If Ireland are to have any success in qualifying for future major tournaments they need to seriously re-evaluate the tactical side of their game at all levels. There is no point appointing a Martin O’Neill or Mick McCarthy type of manager if they are going to adhere to the same rigid, old fashioned style of football. Some people will argue that we don’t have the players to play a passing based style of play. I would disagree with this completely. While we certainly don’t have the quality of squad that Charlton or McCarthy had at their disposal, it is still a squad that is more capable than the Neanderthal football that they have been playing under Trapattoni. Seamus Coleman, James McCarthy, James McClean, Aiden McGeady and Shane Long are all comfortable playing with the ball at their feet. These players are able to play a passing based style with their clubs so there is no reason why they shouldn’t be trusted to do the same at international level. Anyway, if there’s one thing that the last 18 months has shown it’s that we’re not getting any joy from this hoof ball tactic.

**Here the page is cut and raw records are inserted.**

//! Sparse matrix and direct solver backing the Laplacian operator.
//!
//! The filters only need four things from the linear-algebra layer:
//! construction from triplets, row normalization, products with a block of
//! 3-vectors (one per vertex), and a linear solve for implicit integration.
//! [`CsrMatrix`] provides the first three. [`SparseLu`] provides the solve
//! through faer's sparse LU, since the implicit diffusion system is neither
//! symmetric nor well conditioned for large step sizes.
//!
//! Row products are computed by a sequential reduction per row, so the
//! parallel and sequential paths produce bit-identical results.

use std::fmt;

use faer::linalg::solvers::Solve;
use faer::sparse::linalg::solvers::{Lu, SymbolicLu};
use faer::sparse::{SparseColMat, Triplet};
use faer::Mat;
use nalgebra::Vector3;
use rayon::prelude::*;

use crate::error::{Result, SmoothError};

/// Compressed Sparse Row (CSR) matrix.
#[derive(Debug, Clone, PartialEq)]
pub struct CsrMatrix {
    /// Number of rows.
    rows: usize,
    /// Number of columns.
    cols: usize,
    /// `row_ptr[i]..row_ptr[i + 1]` indexes the entries of row `i`.
    /// Length is rows + 1.
    row_ptr: Vec<usize>,
    /// Column index of each stored entry.
    col_idx: Vec<usize>,
    /// Stored values.
    values: Vec<f64>,
}

impl CsrMatrix {
    /// Create a CSR matrix from `(row, col, value)` triplets.
    ///
    /// Duplicate entries at the same position are summed. Entries within a row
    /// end up sorted by column.
    pub fn from_triplets(rows: usize, cols: usize, mut triplets: Vec<(usize, usize, f64)>) -> Self {
        triplets.sort_by(|a, b| a.0.cmp(&b.0).then(a.1.cmp(&b.1)));

        let mut row_ptr = vec![0usize; rows + 1];
        let mut col_idx: Vec<usize> = Vec::with_capacity(triplets.len());
        let mut values: Vec<f64> = Vec::with_capacity(triplets.len());
        let mut last: Option<(usize, usize)> = None;

        for (row, col, val) in triplets {
            if last == Some((row, col)) {
                if let Some(v) = values.last_mut() {
                    *v += val;
                }
                continue;
            }
            col_idx.push(col);
            values.push(val);
            row_ptr[row + 1] += 1;
            last = Some((row, col));
        }

        // Per-row counts to offsets.
        for r in 0..rows {
            row_ptr[r + 1] += row_ptr[r];
        }

        Self {
            rows,
            cols,
            row_ptr,
            col_idx,
            values,
        }
    }

    /// The `n`×`n` identity matrix.
    pub fn identity(n: usize) -> Self {
        Self {
            rows: n,
            cols: n,
            row_ptr: (0..=n).collect(),
            col_idx: (0..n).collect(),
            values: vec![1.0; n],
        }
    }

    /// Get the number of rows.
    #[inline]
    pub fn nrows(&self) -> usize {
        self.rows
    }

    /// Get the number of columns.
    #[inline]
    pub fn ncols(&self) -> usize {
        self.cols
    }

    /// Get the number of stored entries.
    #[inline]
    pub fn nnz(&self) -> usize {
        self.values.len()
    }

    /// Iterate over the `(column, value)` entries of a row.
    pub fn row(&self, i: usize) -> impl Iterator<Item = (usize, f64)> + '_ {
        let range = self.row_ptr[i]..self.row_ptr[i + 1];
        self.col_idx[range.clone()]
            .iter()
            .copied()
            .zip(self.values[range].iter().copied())
    }

    /// Value at `(i, j)`, zero if not stored.
    pub fn get(&self, i: usize, j: usize) -> f64 {
        self.row(i)
            .find(|&(col, _)| col == j)
            .map_or(0.0, |(_, value)| value)
    }

    /// Sum of every row.
    pub fn row_sums(&self) -> Vec<f64> {
        (0..self.rows).map(|i| self.row(i).map(|(_, v)| v).sum()).collect()
    }

    /// Scale every row so its entries sum to one.
    ///
    /// Returns the index of the first row whose sum is zero or non-finite;
    /// the matrix is left untouched in that case.
    pub fn normalize_rows(&mut self) -> std::result::Result<(), usize> {
        let sums = self.row_sums();
        if let Some(bad) = sums.iter().position(|s| *s == 0.0 || !s.is_finite()) {
            return Err(bad);
        }

        for (i, sum) in sums.into_iter().enumerate() {
            for value in &mut self.values[self.row_ptr[i]..self.row_ptr[i + 1]] {
                *value /= sum;
            }
        }
        Ok(())
    }

    /// `diag * I + scale * A` for a square matrix.
    pub fn shifted(&self, diag: f64, scale: f64) -> Self {
        debug_assert_eq!(self.rows, self.cols, "shift requires a square matrix");

        let mut triplets = Vec::with_capacity(self.nnz() + self.rows);
        for i in 0..self.rows {
            triplets.push((i, i, diag));
            triplets.extend(self.row(i).map(|(j, v)| (i, j, scale * v)));
        }
        Self::from_triplets(self.rows, self.cols, triplets)
    }

    /// Multiply the matrix by a block of 3-vectors, one per column index.
    ///
    /// `fetch(j)` supplies the vector for column `j`, which lets callers
    /// multiply positions or displacement fields without copying them.
    pub fn mul_rows<F>(&self, fetch: F, parallel: bool) -> Vec<Vector3<f64>>
    where
        F: Fn(usize) -> Vector3<f64> + Sync,
    {
        let row_product = |i: usize| -> Vector3<f64> {
            let mut sum = Vector3::zeros();
            for (j, v) in self.row(i) {
                sum += fetch(j) * v;
            }
            sum
        };

        if parallel {
            (0..self.rows).into_par_iter().map(row_product).collect()
        } else {
            (0..self.rows).map(row_product).collect()
        }
    }

    /// Multiply the matrix by a block of 3-vectors.
    pub fn mul_block(&self, x: &[Vector3<f64>], parallel: bool) -> Vec<Vector3<f64>> {
        assert_eq!(x.len(), self.cols, "Block dimension mismatch");
        self.mul_rows(|j| x[j], parallel)
    }
}

/// Sparse LU factorization of a square [`CsrMatrix`], backed by faer.
///
/// The matrix is factored once and the factors are reused for every
/// right-hand side. A direct solve does not degrade with the conditioning of
/// the system, so implicit diffusion works for arbitrarily large step sizes.
pub struct SparseLu {
    dimension: usize,
    lu: Lu<usize, f64>,
}

impl SparseLu {
    /// Factor `a` with partial pivoting.
    ///
    /// # Errors
    ///
    /// [`SmoothError::DimensionMismatch`] if `a` is not square, and
    /// [`SmoothError::SolveFailed`] if faer rejects the matrix.
    pub fn factorize(a: &CsrMatrix) -> Result<Self> {
        if a.nrows() != a.ncols() {
            return Err(SmoothError::DimensionMismatch {
                expected: a.nrows(),
                found: a.ncols(),
            });
        }

        let triplets: Vec<Triplet<usize, usize, f64>> = (0..a.nrows())
            .flat_map(|row| a.row(row).map(move |(col, val)| Triplet { row, col, val }))
            .collect();

        let csc = SparseColMat::try_new_from_triplets(a.nrows(), a.ncols(), &triplets)
            .map_err(|e| solve_failed(format!("matrix assembly: {e:?}")))?;

        // Symbolic analysis (ordering, fill-in), then the numeric factors.
        let symbolic = SymbolicLu::try_new(csc.symbolic().as_ref())
            .map_err(|e| solve_failed(format!("symbolic analysis: {e:?}")))?;
        let lu = Lu::try_new_with_symbolic(symbolic, csc.as_ref())
            .map_err(|e| solve_failed(format!("factorization: {e:?}")))?;

        Ok(Self {
            dimension: a.nrows(),
            lu,
        })
    }

    /// Number of rows of the factored matrix.
    pub fn dimension(&self) -> usize {
        self.dimension
    }

    /// Solve `A X = B` for a block of 3-vectors, all three coordinate
    /// columns at once.
    ///
    /// # Errors
    ///
    /// [`SmoothError::DimensionMismatch`] for a block of the wrong length,
    /// [`SmoothError::SolveFailed`] if the solution is not finite, which
    /// happens when the matrix is numerically singular.
    pub fn solve_block(&self, b: &[Vector3<f64>]) -> Result<Vec<Vector3<f64>>> {
        if b.len() != self.dimension {
            return Err(SmoothError::DimensionMismatch {
                expected: self.dimension,
                found: b.len(),
            });
        }

        let rhs = Mat::from_fn(self.dimension, 3, |i, axis| b[i][axis]);
        let x = self.lu.solve(&rhs);

        let solution: Vec<Vector3<f64>> = (0..self.dimension)
            .map(|i| Vector3::new(x[(i, 0)], x[(i, 1)], x[(i, 2)]))
            .collect();

        if let Some(row) = solution.iter().position(|v| !v.iter().all(|c| c.is_finite())) {
            return Err(solve_failed(format!("non-finite solution at row {row}")));
        }
        Ok(solution)
    }
}

impl fmt::Debug for SparseLu {
    fn fmt(&self, f: &mut fmt::Formatter<'_>) -> fmt::Result {
        f.debug_struct("SparseLu")
            .field("dimension", &self.dimension)
            .finish_non_exhaustive()
    }
}

fn solve_failed(reason: String) -> SmoothError {
    SmoothError::SolveFailed { reason }
}

#[cfg(test)]
mod tests {
    use super::*;

    #[test]
    fn test_csr_from_triplets() {
        // 2x2 matrix:
        // [ 4  1 ]
        // [ 1  3 ]
        let triplets = vec![(1, 1, 3.0), (0, 1, 1.0), (1, 0, 1.0), (0, 0, 4.0)];
        let a = CsrMatrix::from_triplets(2, 2, triplets);

        assert_eq!(a.nrows(), 2);
        assert_eq!(a.ncols(), 2);
        assert_eq!(a.nnz(), 4);
        assert_eq!(a.row(0).collect::<Vec<_>>(), vec![(0, 4.0), (1, 1.0)]);
        assert_eq!(a.get(1, 0), 1.0);
    }

    #[test]
    fn test_csr_from_triplets_with_duplicates_and_empty_rows() {
        let triplets = vec![(0, 0, 2.0), (0, 0, 2.0), (2, 1, 5.0)];
        let a = CsrMatrix::from_triplets(3, 3, triplets);

        assert_eq!(a.nnz(), 2);
        assert_eq!(a.get(0, 0), 4.0);
        assert_eq!(a.row(1).count(), 0);
        assert_eq!(a.get(2, 1), 5.0);
        assert_eq!(a.get(2, 2), 0.0);
    }

    #[test]
    fn test_identity() {
        let i = CsrMatrix::identity(3);
        let x = vec![Vector3::new(1.0, 2.0, 3.0), Vector3::x(), Vector3::zeros()];
        assert_eq!(i.mul_block(&x, false), x);
    }

    #[test]
    fn test_normalize_rows() {
        let mut a = CsrMatrix::from_triplets(2, 2, vec![(0, 0, 1.0), (0, 1, 3.0), (1, 1, 2.0)]);
        a.normalize_rows().unwrap();

        assert_eq!(a.get(0, 0), 0.25);
        assert_eq!(a.get(0, 1), 0.75);
        assert_eq!(a.get(1, 1), 1.0);
        assert_eq!(a.row_sums(), vec![1.0, 1.0]);
    }

    #[test]
    fn test_normalize_rows_reports_empty_row() {
        let mut a = CsrMatrix::from_triplets(3, 3, vec![(0, 0, 1.0), (2, 2, 1.0)]);
        assert_eq!(a.normalize_rows(), Err(1));
        assert_eq!(a.get(0, 0), 1.0);
    }

    #[test]
    fn test_shifted() {
        let a = CsrMatrix::from_triplets(2, 2, vec![(0, 1, 1.0), (1, 0, 0.5), (1, 1, 0.5)]);
        let s = a.shifted(2.0, -1.0);

        assert_eq!(s.get(0, 0), 2.0);
        assert_eq!(s.get(0, 1), -1.0);
        assert_eq!(s.get(1, 0), -0.5);
        assert_eq!(s.get(1, 1), 1.5);
    }

    #[test]
    fn test_mul_block_parallel_matches_sequential() {
        let n = 50;
        let mut triplets = Vec::new();
        for i in 0..n {
            triplets.push((i, i, 0.5));
            triplets.push((i, (i + 1) % n, 0.3));
            triplets.push((i, (i + 7) % n, 0.2));
        }
        let a = CsrMatrix::from_triplets(n, n, triplets);
        let x: Vec<Vector3<f64>> = (0..n)
            .map(|i| Vector3::new(i as f64, (i * i) as f64 * 0.1, -(i as f64).sqrt()))
            .collect();

        assert_eq!(a.mul_block(&x, true), a.mul_block(&x, false));
    }

    #[test]
    fn test_lu_symmetric() {
        // [ 4  1 ]   [ x ]   [ 1 ]
        // [ 1  3 ] * [ y ] = [ 2 ]
        //
        // Solution: x = 1/11, y = 7/11
        let a = CsrMatrix::from_triplets(2, 2, vec![(0, 0, 4.0), (0, 1, 1.0), (1, 0, 1.0), (1, 1, 3.0)]);
        let b = vec![Vector3::new(1.0, 0.0, 4.0), Vector3::new(2.0, 0.0, 8.0)];

        let lu = SparseLu::factorize(&a).unwrap();
        let x = lu.solve_block(&b).unwrap();

        assert!((x[0] - Vector3::new(1.0 / 11.0, 0.0, 4.0 / 11.0)).norm() < 1e-12);
        assert!((x[1] - Vector3::new(7.0 / 11.0, 0.0, 28.0 / 11.0)).norm() < 1e-12);
    }

    #[test]
    fn test_lu_nonsymmetric() {
        let triplets = vec![
            (0, 0, 10.0),
            (0, 1, -2.0),
            (1, 0, 1.0),
            (1, 1, 8.0),
            (1, 2, -3.0),
            (2, 1, 4.0),
            (2, 2, 9.0),
            (2, 3, 1.0),
            (3, 0, -1.0),
            (3, 3, 7.0),
        ];
        let a = CsrMatrix::from_triplets(4, 4, triplets);
        let b = vec![
            Vector3::new(1.0, 0.5, 0.0),
            Vector3::new(-2.0, 1.0, 0.0),
            Vector3::new(3.0, -1.5, 0.0),
            Vector3::new(4.0, 2.0, 1.0),
        ];

        let x = SparseLu::factorize(&a).unwrap().solve_block(&b).unwrap();

        let ax = a.mul_block(&x, false);
        for (lhs, rhs) in ax.iter().zip(&b) {
            assert!((lhs - rhs).norm() < 1e-12);
        }
    }

    #[test]
    fn test_lu_reuses_factors() {
        let a = CsrMatrix::identity(2).shifted(1.0, 1.0); // 2 * I
        let lu = SparseLu::factorize(&a).unwrap();
        assert_eq!(lu.dimension(), 2);

        let first = lu
            .solve_block(&[Vector3::new(2.0, 4.0, 6.0), Vector3::new(-2.0, 0.0, 8.0)])
            .unwrap();
        assert!((first[0] - Vector3::new(1.0, 2.0, 3.0)).norm() < 1e-12);
        assert!((first[1] - Vector3::new(-1.0, 0.0, 4.0)).norm() < 1e-12);

        let second = lu.solve_block(&[Vector3::x(), Vector3::y()]).unwrap();
        assert!((second[0] - Vector3::x() * 0.5).norm() < 1e-12);
        assert!((second[1] - Vector3::y() * 0.5).norm() < 1e-12);
    }

    #[test]
    fn test_lu_ill_conditioned_diffusion_system() {
        // (1 + λ) I − λ L for a 4-cycle with λ = 1e8.
        let n = 4;
        let mut triplets = Vec::new();
        for i in 0..n {
            triplets.push((i, (i + 1) % n, 0.5));
            triplets.push((i, (i + n - 1) % n, 0.5));
        }
        let laplacian = CsrMatrix::from_triplets(n, n, triplets);
        let lambda = 1e8;
        let a = laplacian.shifted(1.0 + lambda, -lambda);

        let b = vec![
            Vector3::new(1.0, 0.0, 0.0),
            Vector3::new(0.0, 1.0, 0.0),
            Vector3::new(-1.0, 0.0, 0.0),
            Vector3::new(0.0, -1.0, 0.0),
        ];
        let x = SparseLu::factorize(&a).unwrap().solve_block(&b).unwrap();

        // Zero-mean data is damped by roughly 1/λ.
        for v in &x {
            assert!(v.norm() < 1e-6);
        }
    }

    #[test]
    fn test_lu_dimension_checks() {
        let rect = CsrMatrix::from_triplets(2, 3, vec![(0, 0, 1.0), (1, 1, 1.0)]);
        assert!(matches!(
            SparseLu::factorize(&rect),
            Err(SmoothError::DimensionMismatch { expected: 2, found: 3 })
        ));

        let lu = SparseLu::factorize(&CsrMatrix::identity(3)).unwrap();
        assert_eq!(
            lu.solve_block(&[Vector3::zeros()]),
            Err(SmoothError::DimensionMismatch { expected: 3, found: 1 })
        );
    }
}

It’s not as easy as waving a magic wand though and making this happen. It will require a reorganisation of the game at all levels, something which the FAI seems to have absolutely no appetite at all in addressing. The schoolboy clubs, particularly the DDSL, exert far too much influence over the game at underage level with a win at all costs mentality as pervasive now as it has ever been. It is something that has been said for a number of years but something on which nothing has been done, there needs to be far more of a focus on the technical development of underage players than on a reliance on the physical dominance of larger schoolboy players to win matches at that level. A complete absence of any kind of success among our underage International teams is worrying.
Such structural reforms won’t happen overnight even if they are ever to be implemented but it is the only approach that is likely to result in any kind of sustained success for the international team. What is most important now is not who the next manager is but in how the FAI seek to address these endemic problems in the Irish game. Something tells me that I shouldn’t hold my breath on that one though. In all likelihood the FAI will roll out a Mick McCarthy, Martin O’Neill or God forbid a Terry Venables type of manager and we’ll proceed as is. Qualifiers will come and go, we’ll get lucky enough to actually qualify for a major tournament once every ten years, everyone will go on the piss and have the craic, we’ll get embarrassed on the national stage but sure it won’t matter because everyone had a good time and we’re just not that good anyway. Trapattoni will soon be gone but we’ll have learned nothing of value from his failings.